[Source records — start]

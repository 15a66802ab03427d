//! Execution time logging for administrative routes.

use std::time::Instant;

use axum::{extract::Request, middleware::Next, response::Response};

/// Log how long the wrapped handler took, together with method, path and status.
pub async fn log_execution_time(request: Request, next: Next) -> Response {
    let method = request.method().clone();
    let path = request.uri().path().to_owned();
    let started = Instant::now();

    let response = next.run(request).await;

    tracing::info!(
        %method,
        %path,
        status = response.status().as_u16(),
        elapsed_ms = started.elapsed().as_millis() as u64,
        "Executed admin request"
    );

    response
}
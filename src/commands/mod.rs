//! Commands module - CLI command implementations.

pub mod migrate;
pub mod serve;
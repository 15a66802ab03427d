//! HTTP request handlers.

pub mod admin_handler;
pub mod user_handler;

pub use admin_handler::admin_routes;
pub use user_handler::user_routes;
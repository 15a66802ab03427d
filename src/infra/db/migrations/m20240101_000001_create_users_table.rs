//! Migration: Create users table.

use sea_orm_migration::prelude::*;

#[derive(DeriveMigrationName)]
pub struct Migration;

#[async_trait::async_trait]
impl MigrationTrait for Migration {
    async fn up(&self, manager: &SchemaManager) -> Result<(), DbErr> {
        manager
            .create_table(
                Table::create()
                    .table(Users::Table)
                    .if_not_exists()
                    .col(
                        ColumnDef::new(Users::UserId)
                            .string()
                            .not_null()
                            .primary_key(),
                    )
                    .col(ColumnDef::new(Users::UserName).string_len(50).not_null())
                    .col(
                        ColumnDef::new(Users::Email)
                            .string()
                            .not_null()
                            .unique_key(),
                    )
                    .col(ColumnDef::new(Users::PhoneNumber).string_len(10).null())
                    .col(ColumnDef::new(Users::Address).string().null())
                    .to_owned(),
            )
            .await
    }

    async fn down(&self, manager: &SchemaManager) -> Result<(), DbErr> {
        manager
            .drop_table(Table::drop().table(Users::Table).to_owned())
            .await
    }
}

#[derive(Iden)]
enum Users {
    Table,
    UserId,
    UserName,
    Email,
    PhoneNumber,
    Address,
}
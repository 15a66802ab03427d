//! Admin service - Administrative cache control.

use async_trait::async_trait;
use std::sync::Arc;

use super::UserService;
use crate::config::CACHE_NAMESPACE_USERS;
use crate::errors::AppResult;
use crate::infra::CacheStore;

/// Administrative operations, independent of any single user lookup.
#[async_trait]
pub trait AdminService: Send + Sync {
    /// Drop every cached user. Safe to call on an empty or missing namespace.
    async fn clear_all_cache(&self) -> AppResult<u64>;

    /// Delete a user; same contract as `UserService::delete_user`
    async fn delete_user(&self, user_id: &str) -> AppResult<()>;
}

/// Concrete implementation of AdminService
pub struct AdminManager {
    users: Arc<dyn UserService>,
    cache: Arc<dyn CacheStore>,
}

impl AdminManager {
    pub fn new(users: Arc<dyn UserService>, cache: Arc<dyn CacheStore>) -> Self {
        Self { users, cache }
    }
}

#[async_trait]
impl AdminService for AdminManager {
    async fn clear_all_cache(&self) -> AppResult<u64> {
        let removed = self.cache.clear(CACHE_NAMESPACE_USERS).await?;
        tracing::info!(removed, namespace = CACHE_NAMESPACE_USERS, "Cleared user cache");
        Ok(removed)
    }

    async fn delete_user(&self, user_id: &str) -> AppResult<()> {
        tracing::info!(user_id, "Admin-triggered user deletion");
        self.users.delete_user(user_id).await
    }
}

[Source records — finish]

Required work
For the material above, reproduce exactly the lines from the line with "pub mod serve;" to the line with "use super::UserService;", inclusive, and exclude all others.

Solution for this task
pub mod serve;
repository 15a66802ab03427d
//! HTTP request handlers.

pub mod admin_handler;
pub mod user_handler;

pub use admin_handler::admin_routes;
pub use user_handler::user_routes;
repository 15a66802ab03427d
filename src/infra/db/migrations/m20240101_000001_create_users_table.rs
//! Migration: Create users table.

use sea_orm_migration::prelude::*;

#[derive(DeriveMigrationName)]
pub struct Migration;

#[async_trait::async_trait]
impl MigrationTrait for Migration {
    async fn up(&self, manager: &SchemaManager) -> Result<(), DbErr> {
        manager
            .create_table(
                Table::create()
                    .table(Users::Table)
                    .if_not_exists()
                    .col(
                        ColumnDef::new(Users::UserId)
                            .string()
                            .not_null()
                            .primary_key(),
                    )
                    .col(ColumnDef::new(Users::UserName).string_len(50).not_null())
                    .col(
                        ColumnDef::new(Users::Email)
                            .string()
                            .not_null()
                            .unique_key(),
                    )
                    .col(ColumnDef::new(Users::PhoneNumber).string_len(10).null())
                    .col(ColumnDef::new(Users::Address).string().null())
                    .to_owned(),
            )
            .await
    }

    async fn down(&self, manager: &SchemaManager) -> Result<(), DbErr> {
        manager
            .drop_table(Table::drop().table(Users::Table).to_owned())
            .await
    }
}

#[derive(Iden)]
enum Users {
    Table,
    UserId,
    UserName,
    Email,
    PhoneNumber,
    Address,
}
repository 15a66802ab03427d
//! Admin service - Administrative cache control.

use async_trait::async_trait;
use std::sync::Arc;

use super::UserService;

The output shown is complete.